Do vietnamese call it saigon?

The Vietnamese who stay in and around Ho Chi Minh City call the whole city Thành pho The city. Sài Gòn is used to call your area of District 1, or more specifically, area of the market of Ben Thành. People in Vietnam often call Ho Chi Minh City “Saigon” as a habit because it's a shorter way to get to the city. Another reason for the popularity of the name “Saigon” is that many foreign visitors find it easier to remember than “Ho Chi Minh City”, and the abbreviation “SGN” is also used for flights to or from Ho Chi Minh City.

Not only does Vietnam have two overwhelming and important cities of almost the same size, but one of them seems to have two names that are in use at the same time. In addition to Hanoi, the capital of the north of the country, there is also the city of Ho Chi Minh in the south. Or was it Saigon? Well, the official name is Ho Chi Minh City (often abbreviated “HCMC”), although the southern metropolis has been called saigon for centuries. Is it offensive to call either name? No, not at all.

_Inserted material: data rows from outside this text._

//! Credential material and scheme selection.
//!
//! The proxy supports two upstream authentication schemes. Basic
//! credentials (username + password) are sent inline on every request.
//! OAuth client credentials are exchanged for a bearer token at the
//! upstream token endpoint. When both pairs are configured, Basic wins.

use base64::prelude::*;

use crate::config::CredentialsConfig;

/// Which authentication scheme the proxy uses against the upstream.
///
/// Resolved once at startup from configuration. A pair only counts as
/// configured when both of its parts are present and non-empty.
#[derive(Debug, Clone, PartialEq, Eq)]
pub enum CredentialMode {
    /// HTTP Basic: username and password attached to each upstream call.
    Basic { username: String, password: String },
    /// OAuth2 client_credentials: client id and secret exchanged for a
    /// short-lived bearer token.
    OAuth {
        client_id: String,
        client_secret: String,
    },
    /// Neither pair fully configured. Credentialed operations fail with
    /// a configuration error until the environment is fixed.
    Unconfigured,
}

impl CredentialMode {
    /// Resolves the active scheme from configuration.
    ///
    /// Basic takes priority over OAuth when both pairs are complete.
    /// Empty strings are treated as absent, so `OPENSKY_USERNAME=""`
    /// does not count as half a pair.
    pub fn resolve(credentials: &CredentialsConfig) -> Self {
        if let (Some(username), Some(password)) = (
            non_empty(&credentials.username),
            non_empty(&credentials.password),
        ) {
            return CredentialMode::Basic {
                username: username.to_string(),
                password: password.to_string(),
            };
        }

        if let (Some(client_id), Some(client_secret)) = (
            non_empty(&credentials.client_id),
            non_empty(&credentials.client_secret),
        ) {
            return CredentialMode::OAuth {
                client_id: client_id.to_string(),
                client_secret: client_secret.to_string(),
            };
        }

        CredentialMode::Unconfigured
    }

    /// Short label for logs and the token introspection route.
    pub fn as_str(&self) -> &'static str {
        match self {
            CredentialMode::Basic { .. } => "basic",
            CredentialMode::OAuth { .. } => "oauth",
            CredentialMode::Unconfigured => "unconfigured",
        }
    }

    /// True when some usable credential pair is configured.
    pub fn is_configured(&self) -> bool {
        !matches!(self, CredentialMode::Unconfigured)
    }
}

impl std::fmt::Display for CredentialMode {
    fn fmt(&self, f: &mut std::fmt::Formatter<'_>) -> std::fmt::Result {
        f.write_str(self.as_str())
    }
}

/// Builds the `Authorization` header value for HTTP Basic.
pub fn basic_header(username: &str, password: &str) -> String {
    let encoded = BASE64_STANDARD.encode(format!("{}:{}", username, password));
    format!("Basic {}", encoded)
}

fn non_empty(value: &Option<String>) -> Option<&str> {
    value.as_deref().filter(|v| !v.is_empty())
}

#[cfg(test)]
mod tests {
    use super::*;

    fn config(
        username: Option<&str>,
        password: Option<&str>,
        client_id: Option<&str>,
        client_secret: Option<&str>,
    ) -> CredentialsConfig {
        CredentialsConfig {
            username: username.map(String::from),
            password: password.map(String::from),
            client_id: client_id.map(String::from),
            client_secret: client_secret.map(String::from),
        }
    }

    #[test]
    fn test_basic_wins_over_oauth() {
        let mode = CredentialMode::resolve(&config(
            Some("user"),
            Some("pass"),
            Some("id"),
            Some("secret"),
        ));
        assert_eq!(
            mode,
            CredentialMode::Basic {
                username: "user".to_string(),
                password: "pass".to_string(),
            }
        );
    }

    #[test]
    fn test_oauth_when_basic_incomplete() {
        let mode = CredentialMode::resolve(&config(Some("user"), None, Some("id"), Some("secret")));
        assert_eq!(
            mode,
            CredentialMode::OAuth {
                client_id: "id".to_string(),
                client_secret: "secret".to_string(),
            }
        );
    }

    #[test]
    fn test_empty_strings_count_as_absent() {
        let mode = CredentialMode::resolve(&config(Some(""), Some("pass"), Some(""), Some("")));
        assert_eq!(mode, CredentialMode::Unconfigured);
    }

    #[test]
    fn test_unconfigured_when_nothing_set() {
        let mode = CredentialMode::resolve(&config(None, None, None, None));
        assert_eq!(mode, CredentialMode::Unconfigured);
        assert!(!mode.is_configured());
        assert_eq!(mode.as_str(), "unconfigured");
    }

    #[test]
    fn test_basic_header_encoding() {
        // "user:pass" in base64.
        assert_eq!(basic_header("user", "pass"), "Basic dXNlcjpwYXNz");
    }
}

The two names do not make any kind of political statement; we use them only as a habit of speaking. If you stay in the south of Vietnam, the name “Saigon” would sound more familiar and affectionate. However, people from other areas will prefer to use the official name of Ho Chi Minh City. When the North Vietnamese army took control on April 30, 1975, Saigon was renamed Ho Chi Minh City to honor Uncle Ho's sacrifice and leadership in the revolution.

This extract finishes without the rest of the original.